* _What to produce_: Please restate each entry exactly, without skipping any.
[Records provided]
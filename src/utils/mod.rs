//! Utility functions and helpers.

pub mod http;
pub mod url;

use std::time::SystemTime;

use chrono::{DateTime, SecondsFormat, Utc};
use serde_json::{Map, Number, Value as Json};

use crate::error::{AppError, Result};

/// Convert a property-list date to a UTC timestamp.
pub fn plist_date_to_utc(date: plist::Date) -> DateTime<Utc> {
    DateTime::<Utc>::from(SystemTime::from(date))
}

/// Render a property-list date as ISO-8601 UTC with a trailing `Z`.
pub fn plist_date_string(date: plist::Date) -> String {
    plist_date_to_utc(date).to_rfc3339_opts(SecondsFormat::AutoSi, true)
}

/// Convert a property-list value into JSON, keeping dictionary order.
///
/// Dates become ISO-8601 strings. Binary data and UIDs have no JSON form and
/// are rejected.
pub fn plist_to_json(value: plist::Value) -> Result<Json> {
    let json = match value {
        plist::Value::Array(items) => Json::Array(
            items
                .into_iter()
                .map(plist_to_json)
                .collect::<Result<Vec<_>>>()?,
        ),
        plist::Value::Dictionary(dict) => Json::Object(
            dict.into_iter()
                .map(|(k, v)| plist_to_json(v).map(|v| (k, v)))
                .collect::<Result<Map<_, _>>>()?,
        ),
        plist::Value::Boolean(b) => Json::Bool(b),
        plist::Value::String(s) => Json::String(s),
        plist::Value::Date(d) => Json::String(plist_date_string(d)),
        plist::Value::Integer(i) => match (i.as_unsigned(), i.as_signed()) {
            (Some(u), _) => Json::from(u),
            (None, Some(s)) => Json::from(s),
            (None, None) => return Err(AppError::schema("Packages", "integer out of range")),
        },
        plist::Value::Real(f) => Number::from_f64(f)
            .map(Json::Number)
            .ok_or_else(|| AppError::schema("Packages", "non-finite real number"))?,
        other => {
            return Err(AppError::schema(
                "Packages",
                format!("value has no JSON form: {other:?}"),
            ));
        }
    };
    Ok(json)
}
//! Local catalog cache.
//!
//! Each feed is cached at its URL path under the cache root, so
//! `https://host/content/catalogs/index.sucatalog` lands at
//! `{root}/content/catalogs/index.sucatalog`.
//!
//! ## Storage Layout
//!
//! ```text
//! {root}/
//! ├── url.txt                       # Feed list
//! └── content/catalogs/others/
//!     ├── index-10.16.merged-1.sucatalog
//!     └── index-11-seed.merged-1.sucatalog
//! ```

use std::path::{Path, PathBuf};

use chrono::{DateTime, Utc};
use tokio::io::AsyncWriteExt;

use crate::error::{AppError, Result};
use crate::utils::plist_date_to_utc;
use crate::utils::url::cache_path;

/// Local filesystem cache of catalog files.
#[derive(Debug, Clone)]
pub struct CatalogCache {
    root_dir: PathBuf,
}

impl CatalogCache {
    /// Create a new cache rooted at the given directory.
    pub fn new(root_dir: impl Into<PathBuf>) -> Self {
        Self {
            root_dir: root_dir.into(),
        }
    }

    /// Local path of the cached copy of a feed.
    pub fn path_for(&self, feed_url: &str) -> Result<PathBuf> {
        Ok(self.root_dir.join(cache_path(feed_url)?))
    }

    /// Replace a file atomically (write to temp, then rename).
    pub async fn write_bytes(&self, path: &Path, bytes: &[u8]) -> Result<()> {
        if let Some(parent) = path.parent() {
            tokio::fs::create_dir_all(parent).await?;
        }

        let mut tmp_name = path
            .file_name()
            .ok_or_else(|| AppError::validation(format!("not a file path: {}", path.display())))?
            .to_os_string();
        tmp_name.push(".tmp");
        let tmp = path.with_file_name(tmp_name);

        let mut file = tokio::fs::File::create(&tmp).await?;
        file.write_all(bytes).await?;
        file.flush().await?;
        file.sync_all().await?;
        drop(file);

        tokio::fs::rename(&tmp, path).await?;
        Ok(())
    }

    /// Remove a cached file. Returns whether a file was there.
    pub async fn remove(&self, path: &Path) -> Result<bool> {
        match tokio::fs::remove_file(path).await {
            Ok(()) => Ok(true),
            Err(e) if e.kind() == std::io::ErrorKind::NotFound => Ok(false),
            Err(e) => Err(AppError::Io(e)),
        }
    }

    /// Read bytes, returning None if the file doesn't exist.
    pub async fn read_bytes(&self, path: &Path) -> Result<Option<Vec<u8>>> {
        match tokio::fs::read(path).await {
            Ok(bytes) => Ok(Some(bytes)),
            Err(e) if e.kind() == std::io::ErrorKind::NotFound => Ok(None),
            Err(e) => Err(AppError::Io(e)),
        }
    }

    /// `IndexDate` of the cached copy, if it exists and can be read.
    ///
    /// Only the root `IndexDate` is looked at; the rest of the document is
    /// not validated here.
    pub async fn index_date(&self, path: &Path) -> Option<DateTime<Utc>> {
        let bytes = self.read_bytes(path).await.ok()??;
        match read_index_date(&bytes) {
            Ok(date) => Some(date),
            Err(e) => {
                log::debug!("No usable IndexDate in {}: {}", path.display(), e);
                None
            }
        }
    }
}

/// Extract the root `IndexDate` from catalog bytes.
pub fn read_index_date(bytes: &[u8]) -> Result<DateTime<Utc>> {
    let value = plist::Value::from_reader(std::io::Cursor::new(bytes))?;
    value
        .as_dictionary()
        .and_then(|root| root.get("IndexDate"))
        .and_then(plist::Value::as_date)
        .map(plist_date_to_utc)
        .ok_or_else(|| AppError::schema("catalog root", "no IndexDate"))
}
[/Records provided]
* _Response to this exercise_:
filename src/utils/mod.rs
//! Utility functions and helpers.

pub mod http;
pub mod url;

use std::time::SystemTime;

use chrono::{DateTime, SecondsFormat, Utc};
use serde_json::{Map, Number, Value as Json};

use crate::error::{AppError, Result};

/// Convert a property-list date to a UTC timestamp.
pub fn plist_date_to_utc(date: plist::Date) -> DateTime<Utc> {
    DateTime::<Utc>::from(SystemTime::from(date))
}

/// Render a property-list date as ISO-8601 UTC with a trailing `Z`.
pub fn plist_date_string(date: plist::Date) -> String {
    plist_date_to_utc(date).to_rfc3339_opts(SecondsFormat::AutoSi, true)
}

/// Convert a property-list value into JSON, keeping dictionary order.
///
/// Dates become ISO-8601 strings. Binary data and UIDs have no JSON form and
/// are rejected.
pub fn plist_to_json(value: plist::Value) -> Result<Json> {
    let json = match value {
        plist::Value::Array(items) => Json::Array(
            items
                .into_iter()
                .map(plist_to_json)
                .collect::<Result<Vec<_>>>()?,
        ),
        plist::Value::Dictionary(dict) => Json::Object(
            dict.into_iter()
                .map(|(k, v)| plist_to_json(v).map(|v| (k, v)))
                .collect::<Result<Map<_, _>>>()?,
        ),
        plist::Value::Boolean(b) => Json::Bool(b),
        plist::Value::String(s) => Json::String(s),
        plist::Value::Date(d) => Json::String(plist_date_string(d)),
        plist::Value::Integer(i) => match (i.as_unsigned(), i.as_signed()) {
            (Some(u), _) => Json::from(u),
            (None, Some(s)) => Json::from(s),
            (None, None) => return Err(AppError::schema("Packages", "integer out of range")),
        },
        plist::Value::Real(f) => Number::from_f64(f)
            .map(Json::Number)
            .ok_or_else(|| AppError::schema("Packages", "non-finite real number"))?,
        other => {
            return Err(AppError::schema(
                "Packages",
                format!("value has no JSON form: {other:?}"),
            ));
        }
    };
    Ok(json)
}
//! Local catalog cache.
//!
//! Each feed is cached at its URL path under the cache root, so
//! `https://host/content/catalogs/index.sucatalog` lands at
//! `{root}/content/catalogs/index.sucatalog`.
//!
//! ## Storage Layout
//!
//! ```text
//! {root}/
//! ├── url.txt                       # Feed list
//! └── content/catalogs/others/
//!     ├── index-10.16.merged-1.sucatalog
//!     └── index-11-seed.merged-1.sucatalog
//! ```

use std::path::{Path, PathBuf};

use chrono::{DateTime, Utc};
use tokio::io::AsyncWriteExt;

use crate::error::{AppError, Result};
use crate::utils::plist_date_to_utc;
use crate::utils::url::cache_path;

/// Local filesystem cache of catalog files.
#[derive(Debug, Clone)]
pub struct CatalogCache {
    root_dir: PathBuf,
}

impl CatalogCache {
    /// Create a new cache rooted at the given directory.
    pub fn new(root_dir: impl Into<PathBuf>) -> Self {
        Self {
            root_dir: root_dir.into(),
        }
    }

    /// Local path of the cached copy of a feed.
    pub fn path_for(&self, feed_url: &str) -> Result<PathBuf> {
        Ok(self.root_dir.join(cache_path(feed_url)?))
    }

    /// Replace a file atomically (write to temp, then rename).
    pub async fn write_bytes(&self, path: &Path, bytes: &[u8]) -> Result<()> {
        if let Some(parent) = path.parent() {
            tokio::fs::create_dir_all(parent).await?;
        }

        let mut tmp_name = path
            .file_name()
            .ok_or_else(|| AppError::validation(format!("not a file path: {}", path.display())))?
            .to_os_string();
        tmp_name.push(".tmp");
        let tmp = path.with_file_name(tmp_name);

        let mut file = tokio::fs::File::create(&tmp).await?;
        file.write_all(bytes).await?;
        file.flush().await?;
        file.sync_all().await?;
        drop(file);

        tokio::fs::rename(&tmp, path).await?;
        Ok(())
    }

    /// Remove a cached file. Returns whether a file was there.
    pub async fn remove(&self, path: &Path) -> Result<bool> {
        match tokio::fs::remove_file(path).await {
            Ok(()) => Ok(true),
            Err(e) if e.kind() == std::io::ErrorKind::NotFound => Ok(false),
            Err(e) => Err(AppError::Io(e)),
        }
    }

    /// Read bytes, returning None if the file doesn't exist.
    pub async fn read_bytes(&self, path: &Path) -> Result<Option<Vec<u8>>> {
        match tokio::fs::read(path).await {
            Ok(bytes) => Ok(Some(bytes)),
            Err(e) if e.kind() == std::io::ErrorKind::NotFound => Ok(None),
            Err(e) => Err(AppError::Io(e)),
        }
    }

    /// `IndexDate` of the cached copy, if it exists and can be read.
    ///
    /// Only the root `IndexDate` is looked at; the rest of the document is
    /// not validated here.
    pub async fn index_date(&self, path: &Path) -> Option<DateTime<Utc>> {
        let bytes = self.read_bytes(path).await.ok()??;
        match read_index_date(&bytes) {
            Ok(date) => Some(date),
            Err(e) => {
                log::debug!("No usable IndexDate in {}: {}", path.display(), e);
                None
            }
        }
    }
}

/// Extract the root `IndexDate` from catalog bytes.
pub fn read_index_date(bytes: &[u8]) -> Result<DateTime<Utc>> {
    let value = plist::Value::from_reader(std::io::Cursor::new(bytes))?;
    value
        .as_dictionary()
        .and_then(|root| root.get("IndexDate"))
        .and_then(plist::Value::as_date)
        .map(plist_date_to_utc)
        .ok_or_else(|| AppError::schema("catalog root", "no IndexDate"))
}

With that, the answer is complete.